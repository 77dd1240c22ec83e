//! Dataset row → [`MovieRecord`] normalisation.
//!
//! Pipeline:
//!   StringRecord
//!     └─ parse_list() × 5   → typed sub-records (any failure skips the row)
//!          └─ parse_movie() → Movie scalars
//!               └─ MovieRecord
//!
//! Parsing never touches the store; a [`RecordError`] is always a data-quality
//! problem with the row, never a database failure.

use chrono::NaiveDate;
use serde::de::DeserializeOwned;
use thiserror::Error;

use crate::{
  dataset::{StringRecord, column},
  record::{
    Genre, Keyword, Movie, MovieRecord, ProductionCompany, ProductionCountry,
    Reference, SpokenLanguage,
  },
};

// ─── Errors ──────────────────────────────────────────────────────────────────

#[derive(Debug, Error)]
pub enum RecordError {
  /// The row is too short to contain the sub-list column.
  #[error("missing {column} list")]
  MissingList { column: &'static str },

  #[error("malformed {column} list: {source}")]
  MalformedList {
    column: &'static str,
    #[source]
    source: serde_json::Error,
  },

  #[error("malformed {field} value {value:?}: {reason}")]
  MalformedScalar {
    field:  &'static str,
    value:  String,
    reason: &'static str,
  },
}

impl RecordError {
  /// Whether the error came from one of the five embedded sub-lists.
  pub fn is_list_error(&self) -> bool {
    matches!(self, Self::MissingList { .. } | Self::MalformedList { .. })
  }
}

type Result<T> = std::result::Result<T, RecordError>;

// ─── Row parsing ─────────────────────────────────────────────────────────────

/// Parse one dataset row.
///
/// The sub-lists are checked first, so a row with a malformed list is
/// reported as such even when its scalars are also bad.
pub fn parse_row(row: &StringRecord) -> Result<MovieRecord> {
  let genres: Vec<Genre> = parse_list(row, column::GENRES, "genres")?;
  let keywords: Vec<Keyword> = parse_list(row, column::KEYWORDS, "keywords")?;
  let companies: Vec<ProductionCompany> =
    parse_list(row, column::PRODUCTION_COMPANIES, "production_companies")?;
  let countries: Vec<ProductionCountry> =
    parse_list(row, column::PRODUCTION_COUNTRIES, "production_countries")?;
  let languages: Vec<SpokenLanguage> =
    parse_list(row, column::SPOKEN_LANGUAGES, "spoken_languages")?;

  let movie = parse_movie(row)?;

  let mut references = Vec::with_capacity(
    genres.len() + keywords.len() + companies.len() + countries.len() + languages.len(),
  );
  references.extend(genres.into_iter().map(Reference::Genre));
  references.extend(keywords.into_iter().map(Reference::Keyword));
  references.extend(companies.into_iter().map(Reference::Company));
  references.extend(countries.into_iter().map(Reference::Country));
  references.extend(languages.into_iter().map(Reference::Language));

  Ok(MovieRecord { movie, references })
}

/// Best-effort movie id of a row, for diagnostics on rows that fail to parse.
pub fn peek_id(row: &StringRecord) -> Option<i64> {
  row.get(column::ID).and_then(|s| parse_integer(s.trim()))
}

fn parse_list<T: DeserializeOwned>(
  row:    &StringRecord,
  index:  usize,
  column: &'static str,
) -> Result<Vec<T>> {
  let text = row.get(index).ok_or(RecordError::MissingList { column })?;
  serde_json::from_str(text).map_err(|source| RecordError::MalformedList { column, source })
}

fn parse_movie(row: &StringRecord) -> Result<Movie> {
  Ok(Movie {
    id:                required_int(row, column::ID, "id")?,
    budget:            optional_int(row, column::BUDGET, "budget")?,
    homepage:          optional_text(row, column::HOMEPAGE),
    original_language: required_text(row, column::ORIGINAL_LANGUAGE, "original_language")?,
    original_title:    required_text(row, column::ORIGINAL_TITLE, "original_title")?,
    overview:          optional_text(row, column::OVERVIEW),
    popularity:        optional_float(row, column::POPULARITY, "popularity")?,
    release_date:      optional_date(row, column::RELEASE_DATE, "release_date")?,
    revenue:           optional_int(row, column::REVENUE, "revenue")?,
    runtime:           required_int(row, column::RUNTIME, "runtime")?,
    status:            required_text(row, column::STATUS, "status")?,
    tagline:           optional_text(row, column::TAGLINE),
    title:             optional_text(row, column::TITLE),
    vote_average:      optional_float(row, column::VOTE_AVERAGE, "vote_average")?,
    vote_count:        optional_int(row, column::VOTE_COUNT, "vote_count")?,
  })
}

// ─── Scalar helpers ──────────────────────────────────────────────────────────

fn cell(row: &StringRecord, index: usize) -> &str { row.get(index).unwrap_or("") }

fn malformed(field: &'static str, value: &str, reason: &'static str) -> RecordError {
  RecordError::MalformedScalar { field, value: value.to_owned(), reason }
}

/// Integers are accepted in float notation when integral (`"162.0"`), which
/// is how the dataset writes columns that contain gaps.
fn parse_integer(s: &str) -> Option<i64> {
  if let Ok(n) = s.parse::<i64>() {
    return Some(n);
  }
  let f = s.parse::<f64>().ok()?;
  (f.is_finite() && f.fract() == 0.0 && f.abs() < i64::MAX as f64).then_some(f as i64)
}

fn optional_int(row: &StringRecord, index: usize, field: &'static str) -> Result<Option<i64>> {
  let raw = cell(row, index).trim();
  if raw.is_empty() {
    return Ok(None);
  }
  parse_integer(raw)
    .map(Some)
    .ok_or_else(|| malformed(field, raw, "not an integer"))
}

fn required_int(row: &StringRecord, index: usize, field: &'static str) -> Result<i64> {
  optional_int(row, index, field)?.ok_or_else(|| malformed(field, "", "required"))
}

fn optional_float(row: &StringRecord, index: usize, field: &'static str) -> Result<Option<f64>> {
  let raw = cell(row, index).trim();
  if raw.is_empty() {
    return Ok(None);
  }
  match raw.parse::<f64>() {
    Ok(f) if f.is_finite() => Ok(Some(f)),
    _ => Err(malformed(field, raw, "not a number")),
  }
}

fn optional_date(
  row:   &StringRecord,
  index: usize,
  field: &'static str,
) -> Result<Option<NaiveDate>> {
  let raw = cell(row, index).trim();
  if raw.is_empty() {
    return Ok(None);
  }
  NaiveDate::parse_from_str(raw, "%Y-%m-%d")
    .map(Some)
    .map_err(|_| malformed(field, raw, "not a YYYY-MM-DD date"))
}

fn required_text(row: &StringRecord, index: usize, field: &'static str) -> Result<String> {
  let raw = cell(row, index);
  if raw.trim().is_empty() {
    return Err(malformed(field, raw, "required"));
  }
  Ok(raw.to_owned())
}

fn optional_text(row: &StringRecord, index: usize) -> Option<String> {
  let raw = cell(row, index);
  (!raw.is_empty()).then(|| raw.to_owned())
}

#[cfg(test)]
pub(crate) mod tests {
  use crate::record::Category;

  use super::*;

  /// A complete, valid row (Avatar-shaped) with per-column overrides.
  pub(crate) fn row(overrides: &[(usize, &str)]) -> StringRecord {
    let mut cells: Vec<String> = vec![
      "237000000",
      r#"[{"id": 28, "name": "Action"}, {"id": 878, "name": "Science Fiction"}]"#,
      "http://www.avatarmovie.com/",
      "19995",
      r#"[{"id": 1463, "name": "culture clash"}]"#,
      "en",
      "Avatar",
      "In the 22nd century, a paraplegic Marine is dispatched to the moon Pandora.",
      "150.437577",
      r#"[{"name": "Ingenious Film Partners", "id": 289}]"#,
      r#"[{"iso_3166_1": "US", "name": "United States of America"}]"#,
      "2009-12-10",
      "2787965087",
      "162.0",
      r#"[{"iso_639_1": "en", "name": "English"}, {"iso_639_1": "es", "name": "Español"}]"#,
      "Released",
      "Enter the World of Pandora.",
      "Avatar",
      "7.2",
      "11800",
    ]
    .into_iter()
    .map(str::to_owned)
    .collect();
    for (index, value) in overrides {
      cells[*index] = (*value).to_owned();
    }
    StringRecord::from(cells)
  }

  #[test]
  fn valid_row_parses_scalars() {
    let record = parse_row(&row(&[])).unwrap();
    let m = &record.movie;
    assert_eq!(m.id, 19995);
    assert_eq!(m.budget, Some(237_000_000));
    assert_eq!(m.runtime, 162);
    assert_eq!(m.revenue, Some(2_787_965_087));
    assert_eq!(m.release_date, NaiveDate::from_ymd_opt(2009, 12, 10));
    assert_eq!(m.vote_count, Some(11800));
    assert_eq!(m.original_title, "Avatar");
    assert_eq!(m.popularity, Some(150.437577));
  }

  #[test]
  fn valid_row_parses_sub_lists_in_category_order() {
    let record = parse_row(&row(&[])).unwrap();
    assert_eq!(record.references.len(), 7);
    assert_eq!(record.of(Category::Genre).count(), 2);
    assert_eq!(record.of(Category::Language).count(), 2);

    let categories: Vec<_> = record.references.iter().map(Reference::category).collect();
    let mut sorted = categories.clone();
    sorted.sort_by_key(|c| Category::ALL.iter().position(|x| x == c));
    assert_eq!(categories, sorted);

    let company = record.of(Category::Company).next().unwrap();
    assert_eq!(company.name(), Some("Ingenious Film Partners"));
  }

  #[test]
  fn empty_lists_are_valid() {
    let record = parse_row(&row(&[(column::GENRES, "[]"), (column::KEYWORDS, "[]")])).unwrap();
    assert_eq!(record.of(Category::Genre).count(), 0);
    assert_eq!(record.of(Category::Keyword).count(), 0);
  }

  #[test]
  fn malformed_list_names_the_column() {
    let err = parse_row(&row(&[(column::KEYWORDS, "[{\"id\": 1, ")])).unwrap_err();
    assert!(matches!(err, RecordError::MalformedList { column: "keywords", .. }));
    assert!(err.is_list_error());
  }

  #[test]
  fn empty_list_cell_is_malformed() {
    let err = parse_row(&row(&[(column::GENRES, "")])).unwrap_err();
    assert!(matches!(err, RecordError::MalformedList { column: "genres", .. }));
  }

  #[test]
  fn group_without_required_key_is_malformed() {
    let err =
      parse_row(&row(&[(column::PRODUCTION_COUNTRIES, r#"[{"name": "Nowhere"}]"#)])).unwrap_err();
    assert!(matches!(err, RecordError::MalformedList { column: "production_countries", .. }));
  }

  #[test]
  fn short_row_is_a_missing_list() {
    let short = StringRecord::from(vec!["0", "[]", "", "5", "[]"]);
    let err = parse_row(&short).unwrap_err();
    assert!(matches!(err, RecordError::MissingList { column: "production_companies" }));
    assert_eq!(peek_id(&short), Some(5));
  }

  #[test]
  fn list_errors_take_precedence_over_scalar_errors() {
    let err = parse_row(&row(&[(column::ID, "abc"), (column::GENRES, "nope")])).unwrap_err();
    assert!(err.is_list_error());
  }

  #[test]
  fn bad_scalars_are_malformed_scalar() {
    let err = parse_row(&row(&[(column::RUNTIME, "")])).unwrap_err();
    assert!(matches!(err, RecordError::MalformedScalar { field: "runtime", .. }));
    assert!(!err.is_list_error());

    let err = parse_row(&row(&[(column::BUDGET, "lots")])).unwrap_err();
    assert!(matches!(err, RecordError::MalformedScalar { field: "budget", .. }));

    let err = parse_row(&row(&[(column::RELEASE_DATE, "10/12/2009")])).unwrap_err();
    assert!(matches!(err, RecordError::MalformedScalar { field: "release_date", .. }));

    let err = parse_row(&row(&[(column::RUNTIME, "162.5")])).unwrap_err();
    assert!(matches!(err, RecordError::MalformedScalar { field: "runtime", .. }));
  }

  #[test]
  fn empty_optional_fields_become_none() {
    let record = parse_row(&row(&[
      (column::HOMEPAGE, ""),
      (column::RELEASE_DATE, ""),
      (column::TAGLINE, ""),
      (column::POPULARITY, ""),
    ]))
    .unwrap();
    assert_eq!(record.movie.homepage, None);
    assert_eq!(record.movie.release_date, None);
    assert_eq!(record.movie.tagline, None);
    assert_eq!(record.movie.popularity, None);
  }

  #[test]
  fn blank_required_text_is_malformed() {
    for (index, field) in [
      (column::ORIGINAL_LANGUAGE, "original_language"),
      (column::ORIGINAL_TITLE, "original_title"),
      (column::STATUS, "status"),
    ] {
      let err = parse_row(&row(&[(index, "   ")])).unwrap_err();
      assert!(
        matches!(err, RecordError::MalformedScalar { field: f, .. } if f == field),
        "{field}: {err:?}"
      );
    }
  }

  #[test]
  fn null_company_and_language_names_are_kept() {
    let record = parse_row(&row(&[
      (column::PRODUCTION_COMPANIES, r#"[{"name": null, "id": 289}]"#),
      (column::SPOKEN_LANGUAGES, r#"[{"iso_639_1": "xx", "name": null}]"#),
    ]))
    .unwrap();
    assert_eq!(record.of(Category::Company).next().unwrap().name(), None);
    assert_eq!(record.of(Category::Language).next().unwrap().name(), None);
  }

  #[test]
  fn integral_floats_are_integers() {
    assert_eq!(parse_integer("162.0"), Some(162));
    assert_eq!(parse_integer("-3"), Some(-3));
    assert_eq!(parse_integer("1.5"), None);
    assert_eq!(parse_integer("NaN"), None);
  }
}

== TASK INSTRUCTIONS ==
The job is to copy each line from the material above that holds the word "status".

== WRITTEN SOLUTION ==
    status:            required_text(row, column::STATUS, "status")?,
      (column::STATUS, "status"),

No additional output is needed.